In February, The Gathering Chicago, an emerging ministry in our district, launched the Globalcast Videocast. Check out the series launch here in Rev. LaDonna's interview with Artist and Leader Jeffery Beckham, Jr. He is Interim CEO of Chicago Scholars ( and shares with us "The Power of Telling Our Stories. The Power of Telling Black Stories. Check out the series on our new website at

Death Row Support Project – be a pen pal

Did you know that the Church of the Brethren sponsors a ministry to death row prisoners? This is a ministry that has been coordinated by Rachel Gross of Liberty Mills, Indiana. She receives requests for pen pals from persons on death row and then passes along that contact information to persons who are willing to commit to writing letters.
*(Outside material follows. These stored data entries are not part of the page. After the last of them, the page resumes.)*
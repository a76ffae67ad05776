use serde::Serialize;
use serde::de::DeserializeOwned;
use serde_json::Value;
use std::sync::Arc;

use super::{CollectionKey, Store, Version};
use crate::error::{AppError, AppResult};

/// 带类型的集合访问, 在 `Store` 之上完成 JSON 转换与读-改-写
#[derive(Clone)]
pub struct Repository {
    store: Arc<dyn Store>,
    conflict_retries: u32,
}

impl Repository {
    pub fn new(store: Arc<dyn Store>, conflict_retries: u32) -> Self {
        Self {
            store,
            conflict_retries,
        }
    }

    pub fn store(&self) -> &Arc<dyn Store> {
        &self.store
    }

    /// 读取集合, 不存在时视为空
    pub async fn load<T: DeserializeOwned>(&self, key: &CollectionKey) -> AppResult<(Vec<T>, Version)> {
        match self.load_existing(key).await {
            Ok(loaded) => Ok(loaded),
            Err(e) if e.is_not_found() => Ok((Vec::new(), Version::absent())),
            Err(e) => Err(e),
        }
    }

    /// 读取集合, 不存在时返回 `NotFound`
    pub async fn load_existing<T: DeserializeOwned>(
        &self,
        key: &CollectionKey,
    ) -> AppResult<(Vec<T>, Version)> {
        let snapshot = self.store.read(key).await?;
        let records = snapshot
            .records
            .into_iter()
            .map(serde_json::from_value)
            .collect::<Result<Vec<T>, _>>()
            .map_err(|e| AppError::InternalError(format!("{key} contains invalid records: {e}")))?;
        Ok((records, snapshot.version))
    }

    pub async fn save<T: Serialize>(
        &self,
        key: &CollectionKey,
        records: &[T],
        expected: &Version,
    ) -> AppResult<Version> {
        let values = records
            .iter()
            .map(serde_json::to_value)
            .collect::<Result<Vec<Value>, _>>()?;
        self.store.write(key, &values, expected).await
    }

    /// 读-改-写, 版本冲突时重新读取并重放 `apply`, 最多额外重试 `conflict_retries` 次
    pub async fn update<T, R, F>(&self, key: &CollectionKey, apply: F) -> AppResult<R>
    where
        T: DeserializeOwned + Serialize,
        F: FnMut(&mut Vec<T>) -> AppResult<R>,
    {
        self.update_with_attempts(key, self.conflict_retries + 1, apply)
            .await
    }

    /// `apply` 返回错误时不会写入
    pub async fn update_with_attempts<T, R, F>(
        &self,
        key: &CollectionKey,
        attempts: u32,
        mut apply: F,
    ) -> AppResult<R>
    where
        T: DeserializeOwned + Serialize,
        F: FnMut(&mut Vec<T>) -> AppResult<R>,
    {
        let attempts = attempts.max(1);
        let mut attempt = 1;
        loop {
            let (mut records, version) = self.load::<T>(key).await?;
            let result = apply(&mut records)?;

            match self.save(key, &records, &version).await {
                Ok(_) => return Ok(result),
                Err(e) if e.is_conflict() && attempt < attempts => {
                    log::warn!("Write conflict on {key}, retrying ({attempt}/{attempts})");
                    attempt += 1;
                }
                Err(e) => return Err(e),
            }
        }
    }
}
This project provides connection and friendship for those who often have been incarcerated for many years, perhaps even decades, and who may be confined for up to twenty-three hours each day alone in a small cell. Letters from a pen pal can bring a ray of hope to the darkness of death row. Sometimes prisoners have little contact with family or friends, and a friendly, kind letter gives them a connection that can make a difference in their lives. For those on the outside, learning to know just one prisoner can dispel some of the misconceptions and fears about prisons and the people locked away inside of them. Sister Helen Prejean, a Catholic Sister who has ministered to death row inmates for years puts it simply, “Everybody on death row needs someone at their side.”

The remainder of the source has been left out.